At UNC, the story was pretty much the same as the Goldwater findings. The faculty categories grew somewhat more slowly between 1993 and 2010—by 8 percent at UNC schools, compared to the Goldwater results of 17.6 percent. However, combining graduate students with all faculty as in the Goldwater study may understate the actual growth of the faculty. UNC graduate assistants fell slightly as a percentage of enrollment between 1993 and 2010. This decline depressed the overall change. Faculty numbers, as reported in the narrower IPEDS Instructional/Research/Service category, rose by 31 percent.

As troubling as the growth in faculty in the UNC system may or may not be, the increase in Administrative/Professional positions per 100 students was even worse. They grew at a dramatic—perhaps even alarming—rate from 1993 to 2010: 67 percent (compared with 39 percent in the Goldwater study).
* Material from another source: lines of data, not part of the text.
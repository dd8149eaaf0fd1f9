//! Warnings for drain loops that spin for too long.

#[cfg(feature = "warned_spin")]
use std::time::Duration;

/// Tracks how long a drain loop has been spinning. With the `warned_spin`
/// feature enabled, warns once the loop exceeds one second; otherwise does
/// nothing.
pub(crate) struct SpinWarner {
    #[cfg(feature = "warned_spin")]
    start: quanta::Instant,
    #[cfg(feature = "warned_spin")]
    warned: bool,
    #[cfg_attr(not(feature = "warned_spin"), allow(dead_code))]
    what: &'static str,
}

impl SpinWarner {
    #[inline]
    pub fn new(what: &'static str) -> Self {
        Self {
            #[cfg(feature = "warned_spin")]
            start: quanta::Instant::now(),
            #[cfg(feature = "warned_spin")]
            warned: false,
            what,
        }
    }

    #[inline]
    pub fn tick(&mut self) {
        #[cfg(feature = "warned_spin")]
        if !self.warned && self.start.elapsed() > Duration::from_secs(1) {
            log::warn!("qpm: {} has been spinning for more than 1s", self.what);
            self.warned = true;
        }
    }
}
The SHEEO study combined the categories differently: Clerical workers were added to the Technical staff and Skilled workers to the Maintenance and Service personnel. The rest of the job categories were left alone. The SHEEO study showed that the Administrative and Professional categories had opposing trends. For universities classified as “Very High Research,” administrative employees dropped by 15 percent between 2001 and 2009, while “other professionals” grew by only 2 percent. At “High Research” schools, executive and administrative employees dropped by 26 percent between 2001 and 2009, while “other professionals” grew by 8 percent. 
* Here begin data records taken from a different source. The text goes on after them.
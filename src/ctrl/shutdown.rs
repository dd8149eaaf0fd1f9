use std::sync::atomic::{AtomicBool, Ordering};
use std::sync::Arc;

/// Process-wide shutdown request, passed explicitly into blocking drain
/// operations.
///
/// Clones share the same flag. Drain loops check it between passes and stop
/// as soon as it is raised.
#[derive(Debug, Clone, Default)]
pub struct ShutdownSignal {
    flag: Arc<AtomicBool>,
}

impl ShutdownSignal {
    /// Create a lowered signal.
    pub fn new() -> Self {
        Self::default()
    }

    /// Raise the signal.
    #[inline]
    pub fn trigger(&self) {
        self.flag.store(true, Ordering::Release);
    }

    /// Determine whether the signal has been raised.
    #[inline]
    pub fn is_triggered(&self) -> bool {
        self.flag.load(Ordering::Acquire)
    }
}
These tendencies were similar for UNC schools in that same 2001 to 2009 time frame—only much more emphatic. Administrators per 100 students dropped 33 percent, but that loss was more than offset by a 29 percent rise in professional employees per 100 students (there are many more professional employees than administrators). It may also be that many administration jobs were reclassified as professional in that time period.
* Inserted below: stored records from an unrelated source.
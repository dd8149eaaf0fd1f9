//! The `qpmgr` prelude.
//!
//! The purpose of this module is to alleviate imports of the types needed to
//! build and drive a queue pair manager.

pub use crate::config::{ConfigError, Hypervisor, QpConfig};
pub use crate::ctrl::{EventHandler, ShutdownSignal};
pub use crate::rdma::buf::{BufferDesc, BufferPool, DescQueue};
pub use crate::rdma::context::DeviceContext;
pub use crate::rdma::cq::{CompletionQueue, CqDirection};
pub use crate::rdma::flow::{FlowAttr, FlowRule, FlowSpec, OffloadContext};
pub use crate::rdma::qp::{EthQpMgr, QpCaps, QpError, QpMgr, QpMgrDesc, QpState};
pub use crate::rdma::ratelimit::{RateLimit, RateLimitChanges};
pub use crate::rdma::ring::Ring;
pub use crate::rdma::verbs::Verbs;
pub use crate::rdma::wr::{SendWr, Sge, TxPacketAttr};
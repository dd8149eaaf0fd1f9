//! Type aliases for RDMA-related identifiers.

/// Port number is a [`u8`] that identifies a port on a local HCA.
pub type PortNum = u8;

/// QP number (QPN) is a [`u32`] that identifies a local queue pair.
pub type Qpn = u32;

/// Local key (LKey) is a [`u32`] that identifies a local memory region.
pub type LKey = u32;

/// Work request identifier (WrId) is a [`u64`] that identifies a posted work
/// request. This crate always sets it to the [`BufId`](crate::rdma::buf::BufId)
/// of the buffer the request refers to.
pub type WrId = u64;
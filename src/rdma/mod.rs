//! RDMA functionalities.

pub mod buf;
pub mod context;
pub mod cq;
pub mod flow;
pub mod qp;
pub mod ratelimit;
pub mod ring;
pub mod type_alias;
pub mod verbs;
pub mod wr;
What can be said about the explosive growth of the Professional category, which even the SHEEO study says has grown faster than enrollment? Certainly this trend is connected to higher education’s tendency toward “mission creep”: many schools are now attempting to perform functions that were formerly outside of higher education’s traditional scope—and it is in the additional activities where Professional staff are likely to be found.  

For instance, both the Arizona universities (cited for their explosive growth of administrators and professionals in the Goldwater study) and the UNC system have become heavily involved in their state’s economic development efforts—with questionable effects. Most universities have also become more involved in social issues—both on campus, where all manner of multicultural and diversity offices abound that are not directly part of the academic mission, and off campus, as at Syracuse University, where involvement in the community is taking precedence over more traditional academic pursuits. Even the recent austerity imposed by the economic downturn has not changed the way academia thinks—some schools in the UNC system were hiring new diversity officers even as they trimmed faculty and reduced course offerings.

But for politicians and university officials looking to make cuts at UNC schools and elsewhere—as they will likely have to do in the near future, the bloat is plain to see. They question is whether they have the will to pick such obvious low fruit as academia’s vast and growing army of non-faculty “Professionals.”